◆ PROBLEM STATEMENT
Sort through the listing below and keep each line with the word "raised". Copy those.

===== EXTRACTED MATERIAL =====

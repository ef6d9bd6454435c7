use actionrule_common::{ActionId, Handedness, InputAction, SourceId};
use std::collections::BTreeMap;

/// Key of a raised digital rule action: which source, which hand, which action.
#[derive(Debug, Clone, Copy, PartialEq, Eq, Hash, PartialOrd, Ord)]
pub struct RaiseCacheEntry {
    pub source: SourceId,
    pub handedness: Handedness,
    pub action: ActionId,
}

impl RaiseCacheEntry {
    pub fn new(source: SourceId, handedness: Handedness, action: &InputAction) -> Self {
        Self {
            source,
            handedness,
            action: action.id,
        }
    }
}

/// Tracks which digital rule actions are currently raised.
///
/// Presence of an entry means the rule action has been raised for that
/// source and hand and not yet released. Registration is idempotent: a
/// triple registered twice is cleared by a single deregistration.
///
/// Uses BTreeMap so releases on source loss come out in a stable order.
#[derive(Debug, Clone, Default)]
pub struct DigitalActionRaiseCache {
    entries: BTreeMap<RaiseCacheEntry, InputAction>,
}

impl DigitalActionRaiseCache {
    pub fn new() -> Self {
        Self::default()
    }

    /// Whether `action` is currently raised for `source` and `handedness`.
    pub fn has_input_translation(
        &self,
        source: SourceId,
        handedness: Handedness,
        action: &InputAction,
    ) -> bool {
        self.entries
            .contains_key(&RaiseCacheEntry::new(source, handedness, action))
    }

    /// Mark `action` as raised. Returns false if it already was.
    pub fn register(
        &mut self,
        source: SourceId,
        handedness: Handedness,
        action: &InputAction,
    ) -> bool {
        let key = RaiseCacheEntry::new(source, handedness, action);
        if self.entries.contains_key(&key) {
            return false;
        }
        self.entries.insert(key, action.clone());
        true
    }

    /// Mark `action` as released. No-op (returns false) if it was not raised.
    pub fn deregister(
        &mut self,
        source: SourceId,
        handedness: Handedness,
        action: &InputAction,
    ) -> bool {
        self.entries
            .remove(&RaiseCacheEntry::new(source, handedness, action))
            .is_some()
    }

    /// Drop every entry of `source`, returning what was raised.
    pub fn clear_source(&mut self, source: SourceId) -> Vec<(Handedness, InputAction)> {
        let keys: Vec<RaiseCacheEntry> = self
            .entries
            .keys()
            .filter(|k| k.source == source)
            .copied()
            .collect();
        keys.into_iter()
            .filter_map(|k| self.entries.remove(&k).map(|a| (k.handedness, a)))
            .collect()
    }

    /// Drop every entry, returning what was raised.
    pub fn clear(&mut self) -> Vec<(RaiseCacheEntry, InputAction)> {
        std::mem::take(&mut self.entries).into_iter().collect()
    }

    pub fn len(&self) -> usize {
        self.entries.len()
    }

    pub fn is_empty(&self) -> bool {
        self.entries.is_empty()
    }

    pub fn iter(&self) -> impl Iterator<Item = (&RaiseCacheEntry, &InputAction)> {
        self.entries.iter()
    }
}

#[cfg(test)]
mod tests {
    use super::*;
    use actionrule_common::AxisType;

    fn select() -> InputAction {
        InputAction::new(1, "Select", AxisType::Digital)
    }

    const RIGHT: SourceId = SourceId(10);
    const LEFT: SourceId = SourceId(11);

    #[test]
    fn register_then_lookup() {
        let mut cache = DigitalActionRaiseCache::new();
        assert!(!cache.has_input_translation(RIGHT, Handedness::Right, &select()));
        assert!(cache.register(RIGHT, Handedness::Right, &select()));
        assert!(cache.has_input_translation(RIGHT, Handedness::Right, &select()));
    }

    #[test]
    fn entries_are_per_source_and_hand() {
        let mut cache = DigitalActionRaiseCache::new();
        cache.register(RIGHT, Handedness::Right, &select());
        assert!(!cache.has_input_translation(LEFT, Handedness::Right, &select()));
        assert!(!cache.has_input_translation(RIGHT, Handedness::Left, &select()));
    }

    #[test]
    fn double_register_cleared_by_single_deregister() {
        let mut cache = DigitalActionRaiseCache::new();
        assert!(cache.register(RIGHT, Handedness::Right, &select()));
        assert!(!cache.register(RIGHT, Handedness::Right, &select()));
        assert_eq!(cache.len(), 1);

        assert!(cache.deregister(RIGHT, Handedness::Right, &select()));
        assert!(!cache.has_input_translation(RIGHT, Handedness::Right, &select()));
        assert!(cache.is_empty());
    }

    #[test]
    fn deregister_without_register_is_noop() {
        let mut cache = DigitalActionRaiseCache::new();
        assert!(!cache.deregister(RIGHT, Handedness::None, &select()));
        assert!(cache.is_empty());
    }

    #[test]
    fn clear_source_leaves_other_sources() {
        let mut cache = DigitalActionRaiseCache::new();
        let menu = InputAction::new(2, "Menu", AxisType::Digital);
        cache.register(RIGHT, Handedness::Right, &select());
        cache.register(RIGHT, Handedness::Right, &menu);
        cache.register(LEFT, Handedness::Left, &select());

        let cleared = cache.clear_source(RIGHT);
        assert_eq!(cleared.len(), 2);
        assert_eq!(cleared[0].1, select());
        assert_eq!(cleared[1].1, menu);
        assert_eq!(cache.len(), 1);
        assert!(cache.has_input_translation(LEFT, Handedness::Left, &select()));
    }
}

=====

◆ ANSWER SECTION
/// Key of a raised digital rule action: which source, which hand, which action.
/// Tracks which digital rule actions are currently raised.
/// Presence of an entry means the rule action has been raised for that
    /// Whether `action` is currently raised for `source` and `handedness`.
    /// Mark `action` as raised. Returns false if it already was.
    /// Mark `action` as released. No-op (returns false) if it was not raised.
    /// Drop every entry of `source`, returning what was raised.
    /// Drop every entry, returning what was raised.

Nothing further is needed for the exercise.